The Metro Foundation for Community Trust conducted a research project last month on their 9,000 “Likes” only to find that most of them were made by mistake, involve imaginary or dead people or are criminals or animals. They could only find 17 “Likes” who were from actual donors.
“We’re a bit disappointed to say the least,” said Foundation CEO Hairdoo Snidely. “We spent almost a year and more than $50,000 trying to improve the number of Likes at our Facebook page only to find that many of them are elves from the World of Warcraft.”
The Foundation launched a new social media campaign a year ago. Based on a consultant’s report, the Foundation devoted extra resources, time and money to make Facebook a priority. Most other forms of communications were shut down or ignored. The research project was the final stage of the first year of the program and was expected to show tremendous progress. Instead, Snidely says a review of their “Likes” found that most people going to their Facebook page weren’t the people they were going after.
“We found that 47 of our ‘Likes’ were in fact cats and 30 were cute puppies. And there was one pot-bellied pig and one budgie. They were all so cute. Some of them had the most amazing videos. It was wonderful to watch them. But none of them will ever be donors. Ever,” she said.

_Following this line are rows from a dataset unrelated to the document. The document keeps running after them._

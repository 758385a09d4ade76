use axum::{Json, extract::State, http::StatusCode};
use serde::Deserialize;

use crate::error::IdentityError;
use crate::state::AppState;
use crate::usecase::password_reset::{RequestPasswordResetUseCase, ResetPasswordUseCase};

// ── POST /identity/forgot-password ────────────────────────────────────────────

#[derive(Deserialize)]
pub struct ForgotPasswordRequest {
    pub email: String,
}

pub async fn forgot_password(
    State(state): State<AppState>,
    Json(body): Json<ForgotPasswordRequest>,
) -> Result<StatusCode, IdentityError> {
    let usecase = RequestPasswordResetUseCase {
        users: state.user_repo(),
        notifier: state.notifier(),
        policy: state.policy.clone(),
    };
    usecase.execute(&body.email).await?;
    // Accepted whether or not the address resolves to an account.
    Ok(StatusCode::ACCEPTED)
}

// ── POST /identity/reset-password ─────────────────────────────────────────────

#[derive(Deserialize)]
pub struct ResetPasswordRequest {
    pub token: String,
    pub new_password: String,
}

pub async fn reset_password(
    State(state): State<AppState>,
    Json(body): Json<ResetPasswordRequest>,
) -> Result<StatusCode, IdentityError> {
    let usecase = ResetPasswordUseCase {
        users: state.user_repo(),
        policy: state.policy.clone(),
    };
    if !usecase.execute(&body.token, &body.new_password).await? {
        return Err(IdentityError::InvalidToken);
    }
    Ok(StatusCode::NO_CONTENT)
}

The Foundation found that many of their donors who did “Like” them on Facebook had died but still had their social media pages up and running. Others were novices who had created a second or third Facebook profile of themselves by mistake and kept hitting the “Like” button. Foundation staff also failed to notice that many of the posts to the Facebook page were in other languages than English.
“We didn’t understand the references to the Bollywood film star. It turns our campaign chair shares the same last name as this Indian actor. We just thought the requests for autographed pictures and locks of hair were normal during a capital campaign,” said Snidely.

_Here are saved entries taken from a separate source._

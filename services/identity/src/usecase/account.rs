use crate::config::SecurityPolicy;
use crate::domain::repository::UserRepository;
use crate::error::IdentityError;
use crate::password::{check_password_policy, hash_password, verify_password};

// ── Change password (logged in) ──────────────────────────────────────────────

/// Password change for an authenticated user: re-proves the current
/// password before swapping the hash.
pub struct ChangePasswordUseCase<U: UserRepository> {
    pub users: U,
    pub policy: SecurityPolicy,
}

impl<U: UserRepository> ChangePasswordUseCase<U> {
    pub async fn execute(
        &self,
        user_id: i32,
        current_password: &str,
        new_password: &str,
    ) -> Result<(), IdentityError> {
        let user = self
            .users
            .find_by_id(user_id)
            .await?
            .ok_or(IdentityError::InvalidCredentials)?;

        if !verify_password(current_password, &user.password_hash) {
            return Err(IdentityError::InvalidCredentials);
        }

        check_password_policy(new_password)?;
        let new_hash = hash_password(new_password, self.policy.bcrypt_cost)?;
        self.users.update_password_hash(user.id, &new_hash).await
    }
}

// ── Delete account ───────────────────────────────────────────────────────────

/// Account deletion. Sessions go with the row (FK cascade); gallery
/// content cascades in the owning service's store.
pub struct DeleteAccountUseCase<U: UserRepository> {
    pub users: U,
}

impl<U: UserRepository> DeleteAccountUseCase<U> {
    pub async fn execute(&self, user_id: i32) -> Result<bool, IdentityError> {
        self.users.delete(user_id).await
    }
}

Snidely said they didn’t find out until after the research study was completed that an international forgery ring was using the chat functions of their Facebook page to communicate in code about credit card scams in Europe and Asia. It also turned out that several of their Facebook “Likes” were members of the infamous Cannelloni mob family and others were former members of the KKK.
The Foundation plans to re-start their Facebook page next month. It will delete the 8,983 fake “Likes” and will begin a new campaign to attract new Facebook fans.
Word about the Foundation’s plans have already leaked out to social media circles. Snidely says that as many as 200 real “Likes” have stepped forward to connect with them on Facebook.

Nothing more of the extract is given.